Microsoft's post-incident guidance calls out OIDC-based trusted publishing as a mitigation. This applies if you're a package maintainer: instead of storing long-lived npm tokens that can be stolen and used to publish malicious versions, OIDC tokens tie publishing to a specific CI identity. npm has supported provenance attestation since 2023, and GitHub Actions can provide the OIDC token. If you're publishing packages, this is worth the migration effort.
The timing of the Axios compromise adds urgency to several features GitHub has been building into Actions. Their 2026 security roadmap includes dependency verification for workflow runs, which would let repository admins require lockfile integrity checks before any CI job executes. It also includes improved artifact attestation that ties build outputs to specific dependency trees, making it easier to trace which builds consumed a compromised package.
These features aren't available yet, but if your team is evaluating CI/CD infrastructure, it's worth factoring in which platforms are investing in supply chain verification at the runner level. Teams using Tenki Runners for GitHub Actions already get ephemeral, isolated runner environments that limit the blast radius of any single compromised dependency install. Ephemeral runners don't carry state between builds, which means a RAT installed during one job can't persist to the next.
The Axios compromise wasn't a sophisticated zero-day exploit. The attack surface it used, npm lifecycle scripts, has been a known risk for over a decade. The technique of injecting a malicious dependency without modifying source code is documented and understood. The publication metadata for the malicious versions didn't match the project's normal CI-backed publishing pattern.

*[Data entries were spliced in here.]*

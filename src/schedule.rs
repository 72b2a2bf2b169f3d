//! Wire types exchanged with the external planner.

use chrono::{NaiveDateTime, NaiveTime};
use serde::{Deserialize, Deserializer, Serialize};

use crate::autocomplete::SelectedPlace;
use crate::model::{PlaceId, TripWindow};

/// `{id, name}` entry of the outbound payload.
#[derive(Debug, Clone, PartialEq, Serialize, Deserialize)]
pub struct PayloadPlace {
    pub id: PlaceId,
    pub name: String,
}

/// Request body sent to the planner.
#[derive(Debug, Clone, PartialEq, Serialize, Deserialize)]
pub struct SchedulePayload {
    pub selected_places: Vec<PayloadPlace>,
    pub candidate_places: Vec<PayloadPlace>,
    #[serde(with = "iso_local")]
    pub start_datetime: NaiveDateTime,
    #[serde(with = "iso_local")]
    pub end_datetime: NaiveDateTime,
}

impl SchedulePayload {
    /// Split user picks from auto-completed candidates.
    pub fn from_selection(selection: &[SelectedPlace], window: &TripWindow) -> Self {
        let entry = |s: &SelectedPlace| PayloadPlace {
            id: s.place.id.clone(),
            name: s.place.name.clone(),
        };
        Self {
            selected_places: selection.iter().filter(|s| !s.is_candidate).map(entry).collect(),
            candidate_places: selection.iter().filter(|s| s.is_candidate).map(entry).collect(),
            start_datetime: window.start,
            end_datetime: window.end,
        }
    }

    /// All entries, selected first.
    pub fn entries(&self) -> impl Iterator<Item = &PayloadPlace> {
        self.selected_places.iter().chain(self.candidate_places.iter())
    }
}

/// One flat schedule slot from the planner.
#[derive(Debug, Clone, PartialEq, Serialize, Deserialize)]
pub struct ServerScheduleItem {
    #[serde(default)]
    pub id: Option<PlaceId>,
    pub place_name: String,
    #[serde(default)]
    pub place_type: String,
    pub time_block: String,
}

/// Per-day route summary from the planner.
#[derive(Debug, Clone, PartialEq, Serialize, Deserialize)]
pub struct RouteSummary {
    pub day: String,
    #[serde(default)]
    pub places_routed: Vec<String>,
    #[serde(default, deserialize_with = "graph_ids")]
    pub interleaved_route: Vec<String>,
    #[serde(default)]
    pub total_distance_m: f64,
}

/// Response body returned by the planner.
#[derive(Debug, Clone, Default, PartialEq, Serialize, Deserialize)]
pub struct ScheduleResponse {
    #[serde(default)]
    pub schedule: Vec<ServerScheduleItem>,
    #[serde(default)]
    pub route_summary: Vec<RouteSummary>,
}

/// Parsed `"<DayKey>_<HHMM>"` label.
#[derive(Debug, Clone, PartialEq, Eq)]
pub struct TimeBlock {
    pub day_key: String,
    pub time: Option<NaiveTime>,
}

impl TimeBlock {
    /// Split at the last underscore. A label without one is all day key.
    /// The time part accepts `HHMM`, `HMM` and `HH:MM`.
    pub fn parse(label: &str) -> Self {
        let label = label.trim();
        match label.rsplit_once('_') {
            Some((day_key, time)) => Self {
                day_key: day_key.trim().to_string(),
                time: parse_slot_time(time.trim()),
            },
            None => Self {
                day_key: label.to_string(),
                time: None,
            },
        }
    }
}

fn parse_slot_time(raw: &str) -> Option<NaiveTime> {
    if let Ok(time) = NaiveTime::parse_from_str(raw, "%H:%M") {
        return Some(time);
    }
    if !(3..=4).contains(&raw.len()) || !raw.chars().all(|c| c.is_ascii_digit()) {
        return None;
    }
    let value: u32 = raw.parse().ok()?;
    NaiveTime::from_hms_opt(value / 100, value % 100, 0)
}

/// Graph ids arrive as strings or numbers; keep them as opaque strings.
fn graph_ids<'de, D: Deserializer<'de>>(deserializer: D) -> Result<Vec<String>, D::Error> {
    #[derive(Deserialize)]
    #[serde(untagged)]
    enum RawGraphId {
        Int(i64),
        Float(f64),
        Text(String),
    }

    let raw: Option<Vec<RawGraphId>> = Option::deserialize(deserializer)?;
    Ok(raw
        .unwrap_or_default()
        .into_iter()
        .map(|id| match id {
            RawGraphId::Int(value) => value.to_string(),
            RawGraphId::Float(value) => value.to_string(),
            RawGraphId::Text(value) => value,
        })
        .collect())
}

mod iso_local {
    use chrono::NaiveDateTime;
    use serde::{Deserialize, Deserializer, Serializer};

    const FORMAT: &str = "%Y-%m-%dT%H:%M:%S";

    pub fn serialize<S: Serializer>(value: &NaiveDateTime, serializer: S) -> Result<S::Ok, S::Error> {
        serializer.serialize_str(&value.format(FORMAT).to_string())
    }

    pub fn deserialize<'de, D: Deserializer<'de>>(deserializer: D) -> Result<NaiveDateTime, D::Error> {
        let raw = String::deserialize(deserializer)?;
        NaiveDateTime::parse_from_str(&raw, FORMAT).map_err(serde::de::Error::custom)
    }
}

And it still worked. It worked because the npm ecosystem's default behavior is to trust packages, resolve version ranges dynamically, and execute arbitrary code at install time. Every mitigation in the checklist above is an opt-in defense against a default-open system.
The Axios incident isn't the last supply chain compromise. It's probably not even the last one this quarter. The question for CI/CD teams isn't whether another popular package will be weaponized. It's whether your pipeline will silently pull it in and run it with full access to your secrets, or whether you've already locked that down.